Many disagreements over inheritance arise when what is stated in the last will and testament of the deceased, conflicts with Israel’s inheritance law and/or what is stated in the agreements the deceased made during his life, including a founders’ agreement, financial agreements, beneficiaries of insurance policies, and the like.
This was true in a case in which an action was instituted by an executor regarding the return of company shares that belonged to the deceased (half of the company shares). The executor claimed that transferring the shares to the second-biggest shareholder in the company was – based on a paragraph in the founders’ charter – invalid and improper because it was a transaction of inheritance that contradicted the inheritance law.
In this case, the company that the deceased owned and another company owned by the respondent to the action had a signed founders’ charter, as part of which they agreed to the establishment of a third company that would be equally owned and shared by the two companies – that of the deceased and that of the respondent. One paragraph of the founders’ charter specified that, should one of the share-owners of the joint company die, the shares would be transferred to the remaining partner.
The family court rejected the action brought by the executor of the estate to return the shares to the estate of the deceased, saying that the paragraph in the founders’ charter that determined the transfer of the shares in case of the death of one of the company shareholders is not considered an inheritance transaction. Furthermore, the court determined that the founders’ charter was the result of the intention and creation by the deceased and the respondent when the joint company was founded, and its purpose was to prevent a situation in which half the company shares would be transferred to an heir based on the law or another person other than the two of them.
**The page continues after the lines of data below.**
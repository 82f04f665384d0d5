use futures::executor::block_on;

use super::*;

#[test]
fn wait_for_receives_matching_event() {
    let (signals, mut inbox) = PhaseSignals::channel();
    signals.mounted(Phase::Boot);
    assert!(block_on(inbox.wait_for(PhaseEvent::Mounted(Phase::Boot))));
}

#[test]
fn early_events_are_buffered_not_lost() {
    let (signals, mut inbox) = PhaseSignals::channel();
    signals.completed(Phase::Boot);
    signals.mounted(Phase::Boot);

    assert!(block_on(inbox.wait_for(PhaseEvent::Mounted(Phase::Boot))));
    assert!(block_on(inbox.wait_for(PhaseEvent::Completed(Phase::Boot))));
}

#[test]
fn wait_for_fails_once_senders_are_dropped() {
    let (signals, mut inbox) = PhaseSignals::channel();
    signals.mounted(Phase::Login);
    drop(signals);

    assert!(!block_on(inbox.wait_for(PhaseEvent::Completed(Phase::Login))));
    assert!(block_on(inbox.wait_for(PhaseEvent::Mounted(Phase::Login))));
}

#[test]
fn signals_after_inbox_drop_do_not_panic() {
    let (signals, inbox) = PhaseSignals::channel();
    drop(inbox);
    signals.completed(Phase::Home);
}
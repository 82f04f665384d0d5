use super::*;

// Env manipulation requires unsafe in edition 2024; each test uses its own keys
// except the defaults test, which is the only one touching PORT.

#[test]
fn env_parse_missing_returns_default() {
    let val: u16 = env_parse("__TITANOS_TEST_MISSING__", 42);
    assert_eq!(val, 42);
}

#[test]
fn env_parse_present_valid() {
    unsafe { std::env::set_var("__TITANOS_TEST_VALID__", "9000") };
    let val: u16 = env_parse("__TITANOS_TEST_VALID__", 0);
    assert_eq!(val, 9000);
    unsafe { std::env::remove_var("__TITANOS_TEST_VALID__") };
}

#[test]
fn env_parse_out_of_range_returns_default() {
    unsafe { std::env::set_var("__TITANOS_TEST_RANGE__", "70000") };
    let val: u16 = env_parse("__TITANOS_TEST_RANGE__", 7);
    assert_eq!(val, 7);
    unsafe { std::env::remove_var("__TITANOS_TEST_RANGE__") };
}

#[test]
fn from_env_defaults() {
    unsafe {
        std::env::remove_var("PORT");
        std::env::remove_var("TITANOS_DIST_DIR");
    }
    let config = HostConfig::from_env();
    assert_eq!(config.port, DEFAULT_PORT);
    assert_eq!(config.dist_dir, PathBuf::from(DEFAULT_DIST_DIR));
    assert_eq!(config.bind_addr().port(), DEFAULT_PORT);
}

fn scratch_dir(name: &str) -> PathBuf {
    let dir = std::env::temp_dir().join(format!("titanos-config-{}-{name}", std::process::id()));
    let _ = std::fs::remove_dir_all(&dir);
    std::fs::create_dir_all(&dir).expect("create scratch dir");
    dir
}

#[test]
fn validate_rejects_missing_dir() {
    let config = HostConfig { port: 0, dist_dir: PathBuf::from("/definitely/not/here") };
    assert!(matches!(config.validate(), Err(ConfigError::MissingDistDir(_))));
}

#[test]
fn validate_rejects_dir_without_index() {
    let dir = scratch_dir("no-index");
    let config = HostConfig { port: 0, dist_dir: dir.clone() };
    assert!(matches!(config.validate(), Err(ConfigError::MissingIndex(_))));
    std::fs::remove_dir_all(dir).expect("cleanup");
}

#[test]
fn validate_accepts_bundle() {
    let dir = scratch_dir("bundle");
    std::fs::write(dir.join("index.html"), "<div id=\"app\"></div>").expect("write index");
    let config = HostConfig { port: 0, dist_dir: dir.clone() };
    assert!(config.validate().is_ok());
    std::fs::remove_dir_all(dir).expect("cleanup");
}
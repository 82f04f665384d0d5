//! Source hygiene for the shell crate.
//!
//! The reporter and sequencer sit underneath every failure path in the
//! browser, so library code may not panic or silently drop errors. Every
//! pattern below has a budget of zero; test files (`*_test.rs`) are exempt.

use std::fs;
use std::path::Path;

const FORBIDDEN: &[(&str, &str)] = &[
    (".unwrap()", "panics on None/Err"),
    (".expect(", "panics on None/Err"),
    ("panic!(", "crashes the page"),
    ("unreachable!(", "crashes the page"),
    ("todo!(", "unfinished stub"),
    ("unimplemented!(", "unfinished stub"),
    ("let _ =", "discards a result without inspecting it"),
    (".ok()", "discards an error without logging it"),
    ("#[allow(dead_code)]", "hides unused code"),
];

fn production_sources(dir: &Path, out: &mut Vec<(String, String)>) {
    let Ok(entries) = fs::read_dir(dir) else {
        return;
    };
    for entry in entries.flatten() {
        let path = entry.path();
        if path.is_dir() {
            production_sources(&path, out);
            continue;
        }
        let name = path.to_string_lossy().to_string();
        if !name.ends_with(".rs") || name.ends_with("_test.rs") {
            continue;
        }
        if let Ok(content) = fs::read_to_string(&path) {
            out.push((name, content));
        }
    }
}

#[test]
fn sources_are_found() {
    let mut files = Vec::new();
    production_sources(Path::new("src"), &mut files);
    assert!(files.iter().any(|(name, _)| name.ends_with("reporter.rs")));
}

#[test]
fn forbidden_patterns_stay_at_zero() {
    let mut files = Vec::new();
    production_sources(Path::new("src"), &mut files);

    let mut violations = Vec::new();
    for (pattern, why) in FORBIDDEN {
        for (path, content) in &files {
            for (n, line) in content.lines().enumerate() {
                if line.contains(pattern) {
                    violations.push(format!("  {path}:{}: `{pattern}` ({why})", n + 1));
                }
            }
        }
    }
    assert!(violations.is_empty(), "hygiene violations:\n{}", violations.join("\n"));
}
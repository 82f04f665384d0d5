#[cfg(test)]
#[path = "session_test.rs"]
mod session_test;

use std::sync::Arc;

use shell::SESSION_KEY;
use shell::storage::{KeyValueStore, StorageError};

/// Operator session established by the login screen.
///
/// There is no credential check; the callsign is display-only.
#[derive(Clone, Debug, Default, PartialEq, Eq)]
pub struct SessionState {
    pub callsign: Option<String>,
}

impl SessionState {
    /// Name shown in the header, falling back to a generic operator label.
    #[must_use]
    pub fn display_name(&self) -> &str {
        self.callsign.as_deref().unwrap_or("OPERATOR")
    }

    #[must_use]
    pub fn is_signed_in(&self) -> bool {
        self.callsign.is_some()
    }
}

/// Store the session flag is written to. Shared through context; the same
/// store backs the reporter.
#[derive(Clone)]
pub struct SessionStore {
    store: Arc<dyn KeyValueStore>,
}

impl SessionStore {
    #[must_use]
    pub fn new(store: Arc<dyn KeyValueStore>) -> Self {
        Self { store }
    }

    /// Record a login: set the callsign and write the `user-auth` flag.
    ///
    /// # Errors
    ///
    /// Returns the storage error when the flag cannot be written. The
    /// callsign is set either way.
    pub fn sign_in(&self, session: &mut SessionState, callsign: String) -> Result<(), StorageError> {
        session.callsign = Some(callsign);
        self.store.set(SESSION_KEY, "true")
    }
}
It’s important to note that the court also stated, in parentheses, that just as the inheritance law does not apply to financial agreement between spouses, it is possible to apply this analogy also to a founders’ charter between sides, as was the case here, and even to payments based on insurance contracts.
This ruling is a direct outcome of the currently prevalent spirit of rulings by which a last will and testament must be interpreted in line with the intention of the deceased and according to his/her will, while respecting the agreements and contracts the deceased drew up while alive.
Nonetheless, and in order to minimize future disagreements, it is important to make sure that there is congruence between what the will states and what is determined by the agreements the person made in his/her lifetime, including founders’ charter, financial agreements, etc.
The information above does not constitute legal counsel.